By Abdulrahman Al-Rashed
Nearly two decades ago, a small group hailing from northern Yemen established relations with Iran, encouraged by the then President Ali Abdullah Saleh, as a part of a game of balance. The move was justified on the pretext of spreading classes that promote the ideology of the competing religious schools of thought in Salafi and other areas.
Some years later, the Iranians managed to transform that group into an affiliated agent that is politically allied to them. Then, Saleh himself, who helped them establish links with religious groups in Iran, began to suffer at their hands and even got engaged in five wars with them in response to attacks against his troops and their calls to revive the Imamate.
In 2011, Saleh was deposed following a wave of protests, which was part of the so-called Arab Spring, and as a result of a serious injury that he had sustained in an assassination attempt, bringing his 40-year rule to an end. Later on, Saleh allied with his old foes, the Houthis, and the new allies managed to seize power. Now, they control almost half of the Yemeni territory. This is the summary of the Houthi story, which constitutes a part of the Yemeni war equation and stirs key questions in the course of the serious negotiations aiming to find a solution to the war there.
Perhaps the most important question that should be posed here is the one about the future of Houthis, because they are a dangerous faction that plays for Iran in a big regional game in which Iran is using agents in Iraq, Syria, Lebanon, Bahrain and Palestine. In reality, the Houthis looks to be a strong military group that expanded south as far as Eden, 800 kilometers away from their stronghold in Saada. The first thing they did after staging the coup was seizing the Yemeni army weapons’ depots and transporting the weapons into their territory.
Obviously, the Iranians have been preparing them to achieve such dominance on the ground. Reports affirm that Hezbollah has trained around 3,000 Houthi fighters following the latter’s war with Saudi Arabia in 2009. The Lebanese party also launched TV stations and websites to back the Houthis, and even assisted them to administer their domestic areas. The Iranians are currently making arrangements to give the Houthis a more powerful status in Yemen similar to that of the Hezbollah in Lebanon, that is, an allied military force that is controlled by Tehran. In other words, the Houthis represents Iran’s projected enclave inside Yemen and southern Saudi Arabia, just like Hezbollah, which has control over Lebanon while it is exploited by Iran against Israel for political gains. This picture has now become clear and is accepted by many people, even those who were skeptical of it at the beginning of the Yemen war, just like when reports about Iran’s military presence in Syria were questioned until Tehran officially admitted its role.

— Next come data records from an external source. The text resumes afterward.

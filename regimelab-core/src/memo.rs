//! Run-scoped memoization.
//!
//! One interface for every lookup table the regime path keeps between calls
//! (current regime per instrument and day, table snapshots per date). Memos
//! are owned by the engine or table that uses them and can be injected, so
//! tests start from an empty memo and nothing leaks between runs.

use std::collections::HashMap;
use std::hash::Hash;
use std::sync::{Mutex, MutexGuard};

pub trait MemoCache<K, V>: Send + Sync {
    fn get(&self, key: &K) -> Option<V>;
    fn put(&self, key: K, value: V);
    /// Drop one entry. Returns whether it was present.
    fn invalidate(&self, key: &K) -> bool;
    fn clear(&self);
    fn len(&self) -> usize;

    fn is_empty(&self) -> bool {
        self.len() == 0
    }
}

/// `MemoCache` backed by a mutex-guarded `HashMap`.
#[derive(Debug)]
pub struct InMemoryMemo<K, V> {
    entries: Mutex<HashMap<K, V>>,
}

impl<K, V> Default for InMemoryMemo<K, V> {
    fn default() -> Self {
        Self {
            entries: Mutex::new(HashMap::new()),
        }
    }
}

impl<K, V> InMemoryMemo<K, V> {
    pub fn new() -> Self {
        Self::default()
    }

    fn lock(&self) -> MutexGuard<'_, HashMap<K, V>> {
        self.entries.lock().unwrap_or_else(|p| p.into_inner())
    }
}

impl<K, V> MemoCache<K, V> for InMemoryMemo<K, V>
where
    K: Eq + Hash + Send,
    V: Clone + Send,
{
    fn get(&self, key: &K) -> Option<V> {
        self.lock().get(key).cloned()
    }

    fn put(&self, key: K, value: V) {
        self.lock().insert(key, value);
    }

    fn invalidate(&self, key: &K) -> bool {
        self.lock().remove(key).is_some()
    }

    fn clear(&self) {
        self.lock().clear();
    }

    fn len(&self) -> usize {
        self.lock().len()
    }
}
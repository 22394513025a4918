//! Data layer: upstream providers, the versioned per-symbol cache, and the
//! sync orchestrator that decides when to go upstream.

pub mod cache;
pub mod calendar;
pub mod circuit_breaker;
pub mod format;
pub mod provider;
pub mod schema;
pub mod sectors;
pub mod sync;
pub mod yahoo;

pub use cache::{BarCache, CacheStatus};
pub use calendar::TradingCalendar;
pub use circuit_breaker::CircuitBreaker;
pub use provider::{DataError, DataProvider, DataSource, FetchResult, FetchSpan};
pub use schema::{SchemaError, SchemaMetadata, SchemaRegistry, CURRENT_SCHEMA_VERSION};
pub use sectors::SectorMap;
pub use sync::{SyncOptions, SyncOrchestrator, SyncSummary};
pub use yahoo::YahooProvider;
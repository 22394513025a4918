//! Consolidated regime cache: one wide table of every tracked instrument.
//!
//! Layout:
//! - `{cache_dir}/regime_table.parquet`: `date` plus, per instrument,
//!   `{prefix}_close`, `{prefix}_{window}ma` and `{prefix}_regime_ok`. The
//!   benchmark is also tracked at the sector window for symbols without a
//!   sector; that group shares the close column and stores
//!   `{prefix}_{window}ma` and `{prefix}_{window}ma_regime_ok`.
//! - `{cache_dir}/regime_table.meta.json`: covered range, instrument set,
//!   build time and row count
//!
//! Coverage is monotonic. Once `[start, end]` is materialized the covered
//! range only grows: earlier starts trigger a rebuild over the union range,
//! later ends append a suffix computed from the stored closes plus only the
//! new bars. Reads inside the covered range never touch the provider.
//!
//! The recorded end of coverage stops short of today: a bar dated today or
//! later may not be published yet, so those dates are fetched again by the
//! next extend, which always resumes after the table's last row.

use super::engine::warmup_start;
use super::{InstrumentRegime, RegimeFlags, RegimeSnapshot, TrackedInstrument};
use crate::align::{point_in_time_join, FillPolicy};
use crate::config::{ConfigError, RegimeConfig};
use crate::data::format::atomic_write;
use crate::data::sectors::SectorMap;
use crate::data::sync::{validate_symbol, SyncOptions, SyncOrchestrator};
use crate::data::DataError;
use crate::domain::{BarSeries, Interval};
use crate::memo::{InMemoryMemo, MemoCache};
use chrono::{NaiveDate, NaiveDateTime, Utc};
use polars::prelude::*;
use serde::{Deserialize, Serialize};
use std::collections::{BTreeMap, BTreeSet, HashMap};
use std::fs;
use std::path::{Path, PathBuf};
use std::sync::{Arc, Mutex, MutexGuard};
use tracing::{debug, info, warn};

pub const TABLE_FILE: &str = "regime_table.parquet";
pub const META_FILE: &str = "regime_table.meta.json";

/// Memo of table snapshots by date.
pub type SnapshotMemo = dyn MemoCache<NaiveDate, RegimeSnapshot>;

/// Bars fetched during one build or extend, keyed by symbol and range, so an
/// instrument tracked at two windows is requested once.
type Fetches = HashMap<(String, NaiveDate, NaiveDate), Option<BarSeries>>;

/// Columns of one instrument, aligned to the table's dates.
#[derive(Debug, Clone, Default, PartialEq)]
pub struct InstrumentColumns {
    pub close: Vec<Option<f64>>,
    pub ma: Vec<Option<f64>>,
    pub regime_ok: Vec<bool>,
}

impl InstrumentColumns {
    /// Columns for an instrument with no data: values absent, regime false.
    fn degraded(len: usize) -> Self {
        Self {
            close: vec![None; len],
            ma: vec![None; len],
            regime_ok: vec![false; len],
        }
    }

    /// Close and MA exact-aligned; regime carried forward from the
    /// instrument's own calendar.
    fn aligned(regime: &InstrumentRegime, dates: &[NaiveDate]) -> Self {
        let closes: Vec<(NaiveDate, Option<f64>)> = regime
            .dates
            .iter()
            .zip(&regime.closes)
            .map(|(d, c)| (*d, (!c.is_nan()).then_some(*c)))
            .collect();
        let mas: Vec<(NaiveDate, Option<f64>)> =
            regime.dates.iter().copied().zip(regime.ma.iter().copied()).collect();
        Self {
            close: point_in_time_join(&closes, dates, &FillPolicy::exact(None)),
            ma: point_in_time_join(&mas, dates, &FillPolicy::exact(None)),
            regime_ok: point_in_time_join(
                &regime.regime_points(),
                dates,
                &FillPolicy::conservative(),
            ),
        }
    }

    fn extend(&mut self, other: InstrumentColumns) {
        self.close.extend(other.close);
        self.ma.extend(other.ma);
        self.regime_ok.extend(other.regime_ok);
    }
}

/// The materialized wide table.
#[derive(Debug, Clone, PartialEq)]
pub struct RegimeTable {
    dates: Vec<NaiveDate>,
    instruments: Vec<TrackedInstrument>,
    columns: Vec<InstrumentColumns>,
}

However, I think the Houthis are a failed project, and cannot replicate Hezbollah’s Lebanese experience for several reasons. Though Iran has done all it takes for a successful model  like giving the Houthi militias a similar name to the Hezbollah, that is, “Ansarallah;” making them raise similar slogans like “Death to Israel.
Death to the US;” teaching its religious curricula in Houthi schools; training them and picking their military leaders, providing them with arms and creating propaganda media for the Houthis it will not be able to create an effective enclave because Yemen in not Lebanon, as there is a great difference.
The Houthis are a minority in a large residential community. During the coming years, whether war continued or peace prevailed, it will not be easy for them to impose themselves as a dominant force. They make up only five percent of the overall Yemeni population and are concentrating in Saada, which is far from the center of the country. These factors will make their mission to play a pivotal and dominant role in a country with a rugged terrain a near impossibility, unless they take full control of the country under favorable conditions.
In addition, the Houthis are a small sect that is separated from the consensus of Zaidi, the main doctrine in Yemen. Another difference between the situation of Houthis and that of the Hezbollah is that the latter gained influence thanks to marketing itself as the resistance force against the Israeli occupation; but in the Yemeni case, we will find that Saudi Arabia has been the biggest supporter of Yemen since it was a kingdom.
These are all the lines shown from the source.